The Senate on Thursday passed 68-29 a $1.7 trillion funding bill to set line-by-line spending levels at every federal agency across government, bringing Congress one step closer to setting appropriations for the remainder of fiscal 2023 and avoiding a shutdown Friday evening.
Congress worked late into the night Wednesday and reconvened Thursday morning before striking a deal on a series of votes that led to the final passage of the sprawling spending package. The Senate held votes on more than a dozen amendments reflecting both Democratic and Republican priorities before approving the bill, which now heads to the House. While Republicans in that chamber overwhelmingly oppose the measure, it is expected to win approval there as soon as Thursday and receive President Biden’s signature before the upcoming deadline.
The Senate had hoped to wrap up Wednesday ahead of winter storms across the country, but those plans hit a snag when Sen. Mike Lee, R-Utah, demanded a vote on his amendment to keep the pandemic-era border security policy known as Title 42 in place. The initiative—which allows the Homeland Security Department to quickly expel many migrants crossing the border without an opportunity to claim asylum—was set to expire Wednesday, but the Supreme Court paused that from taking place as it weighs hearing a related lawsuit. Lee said he would only accept an up-or-down vote on the amendment that would require a simple majority for passage, but Democrats balked at the proposal for fear it would win sufficient approval and make the overall omnibus bill dead on arrival in the House.

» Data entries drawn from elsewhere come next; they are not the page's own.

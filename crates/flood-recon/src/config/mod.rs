//! Environment-driven configuration for the service shell and oracle client.

use crate::oracle::RetryPolicy;
use std::env;
use std::net::{IpAddr, SocketAddr};
use std::time::Duration;

/// Distinguishes runtime behavior for different stages of the service.
#[derive(Debug, Clone, Copy, PartialEq, Eq)]
pub enum AppEnvironment {
    Development,
    Test,
    Production,
}

impl AppEnvironment {
    fn from_str(value: &str) -> Self {
        match value.trim().to_ascii_lowercase().as_str() {
            "prod" | "production" => Self::Production,
            "test" | "ci" => Self::Test,
            _ => Self::Development,
        }
    }
}

/// Top-level configuration for the reconciliation service.
#[derive(Debug, Clone)]
pub struct AppConfig {
    pub environment: AppEnvironment,
    pub server: ServerConfig,
    pub telemetry: TelemetryConfig,
    pub oracle: OracleConfig,
}

impl AppConfig {
    pub fn load() -> Result<Self, ConfigError> {
        dotenvy::dotenv().ok();

        let environment = AppEnvironment::from_str(
            &env::var("APP_ENV").unwrap_or_else(|_| "development".to_string()),
        );

        let host = env::var("APP_HOST").unwrap_or_else(|_| "127.0.0.1".to_string());
        let port = env::var("APP_PORT")
            .unwrap_or_else(|_| "3000".to_string())
            .parse::<u16>()
            .map_err(|_| ConfigError::InvalidPort)?;

        let log_level = env::var("APP_LOG_LEVEL").unwrap_or_else(|_| "info".to_string());

        let oracle_endpoint = env::var("ORACLE_URL").ok().filter(|v| !v.trim().is_empty());
        let oracle_max_attempts = env::var("ORACLE_MAX_ATTEMPTS")
            .unwrap_or_else(|_| "3".to_string())
            .parse::<u32>()
            .map_err(|_| ConfigError::InvalidRetry("ORACLE_MAX_ATTEMPTS"))?;
        let oracle_backoff_ms = env::var("ORACLE_BACKOFF_MS")
            .unwrap_or_else(|_| "250".to_string())
            .parse::<u64>()
            .map_err(|_| ConfigError::InvalidRetry("ORACLE_BACKOFF_MS"))?;

        Ok(Self {
            environment,
            server: ServerConfig { host, port },
            telemetry: TelemetryConfig { log_level },
            oracle: OracleConfig {
                endpoint: oracle_endpoint,
                max_attempts: oracle_max_attempts,
                backoff_ms: oracle_backoff_ms,
            },
        })
    }
}

/// Settings controlling the HTTP server binding.
#[derive(Debug, Clone)]
pub struct ServerConfig {
    pub host: String,
    pub port: u16,
}

impl ServerConfig {
    pub fn socket_addr(&self) -> Result<SocketAddr, ConfigError> {
        if self.host.eq_ignore_ascii_case("localhost") {
            return Ok(SocketAddr::new(IpAddr::from([127, 0, 0, 1]), self.port));
        }

        let ip: IpAddr = self
            .host
            .parse()
            .map_err(|source| ConfigError::InvalidHost { source })?;

        Ok(SocketAddr::new(ip, self.port))
    }
}

/// Tracing controls.
#[derive(Debug, Clone)]
pub struct TelemetryConfig {
    pub log_level: String,
}

/// Visual-oracle endpoint and retry schedule. No endpoint means photograph
/// rules report placeholder warnings.
#[derive(Debug, Clone)]
pub struct OracleConfig {
    pub endpoint: Option<String>,
    pub max_attempts: u32,
    pub backoff_ms: u64,
}

impl OracleConfig {
    pub fn retry_policy(&self) -> RetryPolicy {
        RetryPolicy {
            max_attempts: self.max_attempts.max(1),
            initial_backoff: Duration::from_millis(self.backoff_ms),
        }
    }
}

#[derive(Debug, thiserror::Error)]
pub enum ConfigError {
    #[error("APP_PORT must be a valid u16")]
    InvalidPort,
    #[error("APP_HOST must parse to an IPv4 or IPv6 address")]
    InvalidHost { source: std::net::AddrParseError },
    #[error("{0} must be a positive integer")]
    InvalidRetry(&'static str),
}

#[cfg(test)]
mod tests {
    use super::*;
    use std::sync::{Mutex, OnceLock};

    fn env_guard() -> &'static Mutex<()> {
        static GUARD: OnceLock<Mutex<()>> = OnceLock::new();
        GUARD.get_or_init(|| Mutex::new(()))
    }

    fn reset_env() {
        for key in [
            "APP_ENV",
            "APP_HOST",
            "APP_PORT",
            "APP_LOG_LEVEL",
            "ORACLE_URL",
            "ORACLE_MAX_ATTEMPTS",
            "ORACLE_BACKOFF_MS",
        ] {
            env::remove_var(key);
        }
    }

    #[test]
    fn load_uses_defaults_when_env_missing() {
        let _lock = env_guard().lock().expect("env mutex poisoned");
        reset_env();
        let config = AppConfig::load().expect("config loads with defaults");
        assert_eq!(config.environment, AppEnvironment::Development);
        assert_eq!(config.server.host, "127.0.0.1");
        assert_eq!(config.server.port, 3000);
        assert_eq!(config.telemetry.log_level, "info");
        assert_eq!(config.oracle.endpoint, None);
        assert_eq!(config.oracle.retry_policy().max_attempts, 3);
    }

    #[test]
    fn accepts_localhost_host_and_oracle_overrides() {
        let _lock = env_guard().lock().expect("env mutex poisoned");
        reset_env();
        env::set_var("APP_HOST", "localhost");
        env::set_var("ORACLE_URL", "http://oracle.internal/v1/answers");
        env::set_var("ORACLE_MAX_ATTEMPTS", "5");
        let config = AppConfig::load().expect("config loads");
        let addr = config.server.socket_addr().expect("localhost resolves");
        assert_eq!(addr, SocketAddr::new(IpAddr::from([127, 0, 0, 1]), 3000));
        assert_eq!(
            config.oracle.endpoint.as_deref(),
            Some("http://oracle.internal/v1/answers")
        );
        assert_eq!(config.oracle.retry_policy().max_attempts, 5);
        reset_env();
    }
}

The two sides ultimately agreed to allow for a vote on a separate amendment, put forward by Sens. Kyrsten Sinema, D-Ariz., and Jon Tester, D-Mont., which would have also preserved Title 42 but provided for massive funding and hiring surges at agencies such as Border Patrol, Customs and Border Protection field operations, U.S. Citizenship and Immigration Services and the Executive Office of Immigration Review. Both that and Lee’s amendment failed. Title 42’s expiration is expected to put significant strains on federal resources at the border, though the Biden administration has repeatedly said that by moving personnel and surging other operations it will be able to handle the expected uptick in migrant crossings.
The underlying spending package provides an overall increase to non-defense discretionary spending of about 5.5% for a total of $773 billion, while Defense spending is set to soar by 10% to $858 billion. While Democrats failed to achieve their goal of equal funding increases on the two sides, the bill would achieve key priorities for both parties. Those include adding significant personnel and other resources for border agencies.
“A lot of hard work, a lot of compromise,” Schumer said of the omnibus after it passed. “But we funded the government with an aggressive investment in American families, American workers, American national defense. “It is one of the most significant appropriations packages we’ve done it a really long time.”
An agreement on the omnibus bill had evaded appropriators for months as they sought a compromise on the top-line funding level and the defense and non-defense spending levels. They reached an agreement last week and subsequently scrambled to fill in the details. Negotiators released the text of the omnibus early Tuesday morning and rushed to find an agreement on which agreements would receive votes and the timing of final passage. While some lawmakers bemoaned the condensed schedule, the looming snowstorm and the appeal of getting home for the holidays created an opening for all 100 senators to go along with the expedited timeline.
Negotiations went late into the night on Wednesday before an agreement on the timing of the vote was reached on Thursday, with Senate Majority Leader Chuck Schumer, D-N.Y., threatening to force a vote on Friday if a scheduling deal could not be struck. That created new drama as Senate Minority Leader Mitch McConnell, R-Ky., previously set Thursday as his deadline to support the omnibus over a short-term measure. Eventually, Schumer announced another postponement would not be necessary.
“We have an agreement now,” Schumer said from the Senate floor Thursday morning. “It’s taken a while, but it’s been worth it. I appreciate the cooperation of everyone here.”
On Wednesday, Senate Minority Leader Mitch McConnnell, R-Ky., implored his party to back the measure, suggesting it was “not a close call” as it would cut non-defense, non-Veterans Affairs Department spending when adjusting for inflation.
“There are literally two options before us,” McConnell said. “Number one, we can pass this bill, give our service members and commanders the resources they need, flip the president’s budget request on its head and actually cut baseline non-defense, non-veterans spending in real dollars, while we’re at it, or we can fail to pass this bill and give our armed forces confusion and uncertainty.”
The House will have a narrow margin to approve the bill, with Republican leadership whipping opposition to it. The slim Democratic majority will likely prove sufficient to get the measure across the finish line, however, and House Speaker Nancy Pelosi, D-Calif., said on Thursday morning her “hope” was her chamber could wrap up that evening.
“We’re waiting to see how long the debate goes there,” Pelosi said, referring to the Senate and noting that it takes several hours after Senate passage before the House can call a vote. “We want people to go home, and as you know there are storms across the country. So hopefully that will be a motivation for expedited discussion.”